STATEMENT OF THE FACTS AND CASE {¶ 3} On or about January 14, 2005, the Short Cut store in Kimbolton, Ohio, was robbed. One man entered the store, and looked around. (T. at 131-133). He asked the clerk for directions to Kimbolton and then asked to buy a lighter. (T. at 134-135). He then stated that he had no money, and that he would be right back.
{¶ 4} As the victim was waiting at the counter for the man to come back into the store, she heard the door slam and saw a second person coming at her. (T. at 136). The second person grabbed the victim from behind with his right hand, held a crow bar in his left hand, and told the victim to open the cash register. (T. at 138). The second person then took all of the money out of the cash register and told the victim he knew she had more money. (T. at 140). The victim advised that there was no more money in the store, the perpetrator then took her to a large cooler in the back of the store, and told her to take off her sweater. The victim complied with the request. (T. at 146-147). The perpetrator then walked outside the cooler, and it was at this point that the victim was able to see his face. (T. at 149-150). The perpetrator blocked the victim in the cooler with a cart. (T. at 150-152).

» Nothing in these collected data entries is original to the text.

//! Progress reporting for block-by-block card operations
//!
//! The engines emit one event per block or page plus a final tally; what
//! happens with them is the observer's business. Closures implement
//! [`ProgressObserver`] directly, and [`DotWriter`] reproduces the classic
//! dump-tool output of one `.` or `x` per block.

use std::io::{self, Write};

/// One progress signal from a running read or write.
#[derive(Debug, Clone, Copy, PartialEq, Eq)]
pub enum ProgressEvent {
    /// A block or page was processed successfully.
    BlockOk,
    /// A block or page failed.
    BlockFailed,
    /// Final tally of the operation.
    Summary {
        /// Blocks or pages processed successfully.
        done: u32,
        /// Blocks or pages the operation covered.
        total: u32,
    },
}

/// Observer receiving per-block progress from the engines.
pub trait ProgressObserver {
    /// Handle one progress event.
    fn report(&mut self, event: ProgressEvent);
}

impl<F> ProgressObserver for F
where
    F: FnMut(ProgressEvent),
{
    fn report(&mut self, event: ProgressEvent) {
        self(event)
    }
}

/// Observer that discards every event.
#[derive(Debug, Default, Clone, Copy)]
pub struct NullObserver;

impl ProgressObserver for NullObserver {
    fn report(&mut self, _event: ProgressEvent) {}
}

/// Observer rendering progress the way the classic dump tools do: a `.`
/// per good block, an `x` per failed one, and a closing
/// `Done, X of Y <unit>.` line.
///
/// `unit` names what is being counted, e.g. `"blocks read"` or
/// `"pages read"`. Write errors on the sink are ignored; progress output
/// is best effort.
pub struct DotWriter<W: Write> {
    out: W,
    unit: &'static str,
}

impl<W: Write> DotWriter<W> {
    /// Dot renderer writing to `out`.
    pub const fn new(out: W, unit: &'static str) -> Self {
        Self { out, unit }
    }

    /// Consume the renderer and hand the sink back.
    pub fn into_inner(self) -> W {
        self.out
    }
}

impl<W: Write> ProgressObserver for DotWriter<W> {
    fn report(&mut self, event: ProgressEvent) {
        let _ = match event {
            ProgressEvent::BlockOk => write!(self.out, "."),
            ProgressEvent::BlockFailed => write!(self.out, "x"),
            ProgressEvent::Summary { done, total } => {
                writeln!(self.out, "|\nDone, {} of {} {}.", done, total, self.unit)
            }
        };
        let _ = self.out.flush();
    }
}

impl<W: Write> std::fmt::Debug for DotWriter<W> {
    fn fmt(&self, f: &mut std::fmt::Formatter<'_>) -> std::fmt::Result {
        f.debug_struct("DotWriter")
            .field("unit", &self.unit)
            .finish_non_exhaustive()
    }
}

/// Dot renderer on standard output.
pub fn stdout_dots(unit: &'static str) -> DotWriter<io::Stdout> {
    DotWriter::new(io::stdout(), unit)
}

{¶ 5} When victim was able to free herself from the cooler, she called her husband and 911. (T. at 154). Sheriff's deputies responded within ten minutes, and asked the victim numerous questions. The victim testified that they did not give her time to think before answering. (T. at 167-168).
{¶ 6} In February 2006, Detective Pollock approached the victim at the store with two separate photographic lineups, and asked her if she could identify either of the men that were in the store on the morning of January 14, 2005. In the first lineup, the victim identified Michael Rickey, co-defendant in this case, as the man who entered the store first and asked for directions and asked to buy a lighter. In the second photo lineup, the victim identified the Defendant, Luther Ayers, as the person who actually grabbed her, robbed the store, and locked her in the cooler. (T. at 161-164).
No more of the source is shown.